GOAL OF THE EXERCISE: Copy each line of the records below that mentions the word "recognizer".

(Beginning of RECORDS SHOWN)

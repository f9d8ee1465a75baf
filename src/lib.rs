// THEORY:
// This file is the entry point for the `hand_vision` library crate.
//
// The public face of the crate is the `TrackingPipeline` in `pipeline`, together
// with its configuration and `Report` types. It takes depth frames in and hands
// back candidates, pointer motion and named gestures.
//
// The stages behind it stay reachable through `core_modules` for callers that only
// need one layer: masking alone, finger extraction on their own contours, or gesture
// recognition fed from another tracker.

pub mod core_modules;
pub mod error;
pub mod pipeline;
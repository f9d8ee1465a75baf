mod common;

use common::{HAND_DEPTH, blank_frame, pointing_frame};
use hand_vision::core_modules::gesture::swipe::{SwipeDirection, SwipeState};
use hand_vision::core_modules::hand_tracker::HandTracker;
use hand_vision::pipeline::{
    CanvasConfig, DepthFrame, GestureKind, PipelineConfig, Report, TrackerConfig, TrackingEvent, TrackingPipeline,
};
use std::sync::{Arc, Mutex};

#[test]
fn pointing_hand_has_one_finger_at_the_tip() {
    let tracker = HandTracker::new(TrackerConfig::default()).unwrap();
    let candidate = tracker.detect(&pointing_frame(400, 200, 200, 130)).unwrap();

    assert_eq!(candidate.fingers.len(), 1);
    let tip = candidate.fingers[0];
    assert!((tip.x - 200.0).abs() <= 3.0, "tip x = {}", tip.x);
    assert!((tip.y - 50.0).abs() <= 2.0, "tip y = {}", tip.y);
    assert_eq!(tip.length, 1.0);
}

#[test]
fn detection_does_not_depend_on_call_history() {
    let tracker = HandTracker::new(TrackerConfig::default()).unwrap();
    let frame = pointing_frame(400, 200, 150, 130);
    let first = tracker.detect(&frame);
    tracker.detect(&blank_frame(400, 200));
    tracker.detect(&pointing_frame(400, 200, 250, 130));
    assert_eq!(first, tracker.detect(&frame));
}

#[test]
fn rgba_frames_use_the_first_channel_as_depth() {
    let luma = pointing_frame(400, 200, 200, 130);
    let rgba: Vec<u8> = luma.data().iter().flat_map(|&d| [d, 0, 0, 255]).collect();
    let rgba = DepthFrame::new(400, 200, 4, rgba).unwrap();

    let tracker = HandTracker::new(TrackerConfig::default()).unwrap();
    assert_eq!(tracker.detect(&luma), tracker.detect(&rgba));
}

#[test]
fn threshold_above_hand_depth_hides_the_hand() {
    let mut config = TrackerConfig::default();
    config.masker.depth_threshold = HAND_DEPTH + 1;
    let tracker = HandTracker::new(config).unwrap();
    assert!(tracker.detect(&pointing_frame(400, 200, 200, 130)).is_none());
}

#[test]
fn hand_sweeping_right_fires_one_swipe() {
    let mut pipeline = TrackingPipeline::new(PipelineConfig::default()).unwrap();
    let received = Arc::new(Mutex::new(Vec::new()));
    let sink = Arc::clone(&received);
    pipeline.subscribe(move |event| {
        if let TrackingEvent::Gesture(g) = event {
            sink.lock().unwrap().push(*g);
        }
    });

    let mut fired = Vec::new();
    for i in 0..=10 {
        if let Report::Detected(report) = pipeline.process_frame(&pointing_frame(400, 200, 45 + 31 * i, 130)) {
            fired.extend(report.gestures);
        }
    }

    // 310 px of 400 is the first step past the 0.7 trigger.
    assert_eq!(fired.len(), 1);
    assert_eq!(fired[0].kind, GestureKind::SwipeRight);
    assert_eq!(fired[0].frame, 11);
    assert_eq!(*received.lock().unwrap(), fired);
    assert_eq!(pipeline.recognizer().swipe_state(SwipeDirection::Right), SwipeState::Sleeping);
}

#[test]
fn losing_the_hand_resets_swipe_capture() {
    let mut pipeline = TrackingPipeline::new(PipelineConfig::default()).unwrap();
    pipeline.process_frame(&pointing_frame(400, 200, 60, 130));
    assert_eq!(pipeline.recognizer().swipe_state(SwipeDirection::Right), SwipeState::Capture);

    for _ in 0..10 {
        assert_eq!(pipeline.process_frame(&blank_frame(400, 200)), Report::NoCandidate);
    }
    assert_eq!(pipeline.recognizer().swipe_state(SwipeDirection::Right), SwipeState::Capture);
    pipeline.process_frame(&blank_frame(400, 200));
    assert_eq!(pipeline.recognizer().swipe_state(SwipeDirection::Right), SwipeState::Idle);

    // Starting again far right does not complete the earlier motion.
    let report = pipeline.process_frame(&pointing_frame(400, 200, 340, 130));
    let Report::Detected(report) = report else {
        panic!("expected a hand");
    };
    assert!(report.gestures.is_empty());
}

#[test]
fn hand_move_is_mirrored_onto_the_canvas() {
    let config = PipelineConfig {
        canvas: Some(CanvasConfig {
            width: 800.0,
            height: 400.0,
            mirror_x: true,
        }),
        ..PipelineConfig::default()
    };
    let mut pipeline = TrackingPipeline::new(config).unwrap();
    let Report::Detected(report) = pipeline.process_frame(&pointing_frame(400, 200, 100, 130)) else {
        panic!("expected a hand");
    };
    let hand_move = report.hand_move.unwrap();
    // Tip near (100, 50): mirrored x is 600, y is 100.
    assert!((hand_move.x - 600.0).abs() <= 6.0, "x = {}", hand_move.x);
    assert!((hand_move.y - 100.0).abs() <= 4.0, "y = {}", hand_move.y);
}
// THEORY:
// The `HandTracker` is the per-frame orchestrator of the spatial layer. It owns no
// memory between frames; given one depth frame it produces the frame's hand
// candidate(s) and nothing else. All temporal reasoning lives downstream in the
// gesture recognizer.
//
// Per frame:
// 1.  **Mask**: the `DepthMasker` thresholds the frame (optionally cropped to the
//     best region of an attached `RegionDetector`) and yields the centroid.
// 2.  **Contours**: the `PolygonGeometry` backend traces the mask's outer borders.
// 3.  **Selection**: contours under the noise floor (a fraction of the frame area)
//     are ignored. Single mode keeps the largest; multi mode keeps every contour at
//     least half as large as the largest, so two similar hands both survive while
//     small noise blobs do not.
// 4.  **Fingers**: the `silhouette_analyzer` runs on the full-resolution contour.
// 5.  **Hull & defects**: computed on a Douglas-Peucker simplified copy, which is
//     much cheaper and ignores pixel staircase noise.
//
// Capability flags replace what used to be forked tracker variants: `multi_candidate`
// and `finger_extraction` are config switches, and region cropping turns on when a
// region detector is attached.

use crate::core_modules::depth_frame::DepthFrame;
use crate::core_modules::depth_masker::{Centroid, DepthMasker, MaskerConfig, Region, RegionDetector};
use crate::core_modules::geometry::{Contour, Defect, ImageprocGeometry, PolygonGeometry};
use crate::core_modules::silhouette_analyzer::silhouette_analyzer::find_fingers;
use crate::core_modules::silhouette_analyzer::{Finger, FingerConfig, FingerGraph};
use crate::error::{ConfigError, check_unit};
use serde::{Deserialize, Serialize};
use tracing::debug;

/// Tunables for the tracker, including its masker and finger extraction.
#[derive(Debug, Clone, PartialEq, Serialize, Deserialize)]
#[serde(default)]
pub struct TrackerConfig {
    pub masker: MaskerConfig,
    pub fingers: FingerConfig,
    /// Noise floor as a fraction of `width * height`.
    pub min_area_ratio: f64,
    /// In multi mode, contours smaller than this fraction of the largest are dropped.
    pub multi_area_ratio: f64,
    /// Simplification tolerance per contour point.
    pub approx_epsilon_ratio: f64,
    pub multi_candidate: bool,
    pub finger_extraction: bool,
}

impl Default for TrackerConfig {
    fn default() -> Self {
        Self {
            masker: MaskerConfig::default(),
            fingers: FingerConfig::default(),
            min_area_ratio: 0.05,
            multi_area_ratio: 0.5,
            approx_epsilon_ratio: 0.005,
            multi_candidate: false,
            finger_extraction: true,
        }
    }
}

impl TrackerConfig {
    pub fn validate(&self) -> Result<(), ConfigError> {
        self.fingers.validate()?;
        check_unit("min_area_ratio", self.min_area_ratio)?;
        check_unit("multi_area_ratio", self.multi_area_ratio)?;
        check_unit("approx_epsilon_ratio", self.approx_epsilon_ratio)
    }
}

/// One frame's fully processed hand.
#[derive(Debug, Clone, PartialEq)]
pub struct Candidate {
    pub contour: Contour,
    /// Convex hull of the simplified contour.
    pub hull: Contour,
    pub defects: Vec<Defect>,
    pub centroid: Centroid,
    /// Most extended finger first.
    pub fingers: Vec<Finger>,
    pub finger_graph: Option<FingerGraph>,
    pub width: u32,
    pub height: u32,
}

impl Candidate {
    /// The finger that drives directional gestures.
    pub fn primary_finger(&self) -> Option<&Finger> {
        self.fingers.first()
    }

    /// The finger highest up in the image; drives pointer motion.
    pub fn topmost_finger(&self) -> Option<&Finger> {
        self.fingers.iter().min_by(|a, b| a.y.total_cmp(&b.y))
    }

    /// `finger` position in resolution-independent `[0, 1]` coordinates.
    pub fn normalized(&self, finger: &Finger) -> (f64, f64) {
        (
            finger.x / self.width as f64,
            finger.y / self.height as f64,
        )
    }
}

/// Turns depth frames into hand candidates.
pub struct HandTracker<G: PolygonGeometry = ImageprocGeometry> {
    masker: DepthMasker,
    config: TrackerConfig,
    geometry: G,
    region_detector: Option<Box<dyn RegionDetector + Send>>,
}

impl HandTracker<ImageprocGeometry> {
    pub fn new(config: TrackerConfig) -> Result<Self, ConfigError> {
        Self::with_geometry(config, ImageprocGeometry)
    }
}

impl<G: PolygonGeometry> HandTracker<G> {
    pub fn with_geometry(config: TrackerConfig, geometry: G) -> Result<Self, ConfigError> {
        config.validate()?;
        Ok(Self {
            masker: DepthMasker::new(config.masker.clone()),
            config,
            geometry,
            region_detector: None,
        })
    }

    /// Restricts tracking to the best region reported by `detector`.
    pub fn with_region_detector(mut self, detector: Box<dyn RegionDetector + Send>) -> Self {
        self.region_detector = Some(detector);
        self
    }

    pub fn config(&self) -> &TrackerConfig {
        &self.config
    }

    /// Candidates of `frame` according to the `multi_candidate` flag.
    pub fn track(&self, frame: &DepthFrame) -> Vec<Candidate> {
        let focus = self.focus(frame);
        self.track_focused(frame, focus.as_ref())
    }

    /// The single largest hand of `frame`, if any contour clears the noise floor.
    pub fn detect(&self, frame: &DepthFrame) -> Option<Candidate> {
        let focus = self.focus(frame);
        self.detect_focused(frame, focus.as_ref())
    }

    /// Every hand of comparable size in `frame`, each with its own centroid.
    pub fn detect_multiple(&self, frame: &DepthFrame) -> Vec<Candidate> {
        let focus = self.focus(frame);
        self.detect_multiple_focused(frame, focus.as_ref())
    }

    /// Like `track`, cropped to the first of `regions` (best first) instead of the
    /// attached detector's proposal. No regions means no crop.
    pub fn detect_in_region(&self, frame: &DepthFrame, regions: &[Region]) -> Vec<Candidate> {
        self.track_focused(frame, regions.first())
    }

    fn track_focused(&self, frame: &DepthFrame, focus: Option<&Region>) -> Vec<Candidate> {
        if self.config.multi_candidate {
            self.detect_multiple_focused(frame, focus)
        } else {
            self.detect_focused(frame, focus).into_iter().collect()
        }
    }

    fn detect_focused(&self, frame: &DepthFrame, focus: Option<&Region>) -> Option<Candidate> {
        let mask = self.masker.mask(frame, focus);
        let Some(centroid) = mask.centroid else {
            debug!("empty mask, no candidate");
            return None;
        };

        let floor = self.noise_floor(frame);
        let mut best: Option<(Contour, f64)> = None;
        for contour in self.geometry.find_contours(&mask.image) {
            let area = self.geometry.area(&contour);
            if area >= floor && best.as_ref().is_none_or(|(_, max)| area > *max) {
                best = Some((contour, area));
            }
        }

        let Some((contour, area)) = best else {
            debug!(floor, "no contour above noise floor");
            return None;
        };
        debug!(area, points = contour.len(), "selected hand contour");
        Some(self.build_candidate(contour, centroid, frame))
    }

    fn detect_multiple_focused(&self, frame: &DepthFrame, focus: Option<&Region>) -> Vec<Candidate> {
        let mask = self.masker.mask(frame, focus);
        if mask.centroid.is_none() {
            return Vec::new();
        }

        let floor = self.noise_floor(frame);
        let measured: Vec<(Contour, f64)> = self
            .geometry
            .find_contours(&mask.image)
            .into_iter()
            .map(|c| {
                let area = self.geometry.area(&c);
                (c, area)
            })
            .filter(|(_, area)| *area >= floor)
            .collect();

        let Some(max_area) = measured.iter().map(|(_, a)| *a).reduce(f64::max) else {
            debug!(floor, "no contour above noise floor");
            return Vec::new();
        };
        let cutoff = max_area * self.config.multi_area_ratio;

        let candidates: Vec<Candidate> = measured
            .into_iter()
            .filter(|(_, area)| *area >= cutoff)
            .filter_map(|(contour, _)| {
                let centroid = mask.centroid_within(&contour)?;
                Some(self.build_candidate(contour, centroid, frame))
            })
            .collect();
        debug!(count = candidates.len(), max_area, "selected hand contours");
        candidates
    }

    fn focus(&self, frame: &DepthFrame) -> Option<Region> {
        self.region_detector
            .as_ref()
            .and_then(|detector| detector.detect(frame).first().copied())
    }

    fn noise_floor(&self, frame: &DepthFrame) -> f64 {
        self.config.min_area_ratio * frame.width() as f64 * frame.height() as f64
    }

    fn build_candidate(&self, contour: Contour, centroid: Centroid, frame: &DepthFrame) -> Candidate {
        let (width, height) = (frame.width(), frame.height());

        let (finger_graph, fingers) = if self.config.finger_extraction {
            match find_fingers(&contour, &centroid, width, height, &self.config.fingers) {
                Some((graph, fingers)) => (Some(graph), fingers),
                None => (None, Vec::new()),
            }
        } else {
            (None, Vec::new())
        };

        let epsilon = contour.len() as f64 * self.config.approx_epsilon_ratio;
        let simplified = self.geometry.approx_poly_dp(&contour, epsilon);
        let hull = self.geometry.convex_hull(&simplified);
        let defects = self.geometry.convexity_defects(&simplified, &hull);

        Candidate {
            contour,
            hull,
            defects,
            centroid,
            fingers,
            finger_graph,
            width,
            height,
        }
    }
}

(End of RECORDS SHOWN)

RESULT OF THIS TASK:
    assert_eq!(pipeline.recognizer().swipe_state(SwipeDirection::Right), SwipeState::Sleeping);
    assert_eq!(pipeline.recognizer().swipe_state(SwipeDirection::Right), SwipeState::Capture);
    assert_eq!(pipeline.recognizer().swipe_state(SwipeDirection::Right), SwipeState::Capture);
    assert_eq!(pipeline.recognizer().swipe_state(SwipeDirection::Right), SwipeState::Idle);
// gesture recognizer.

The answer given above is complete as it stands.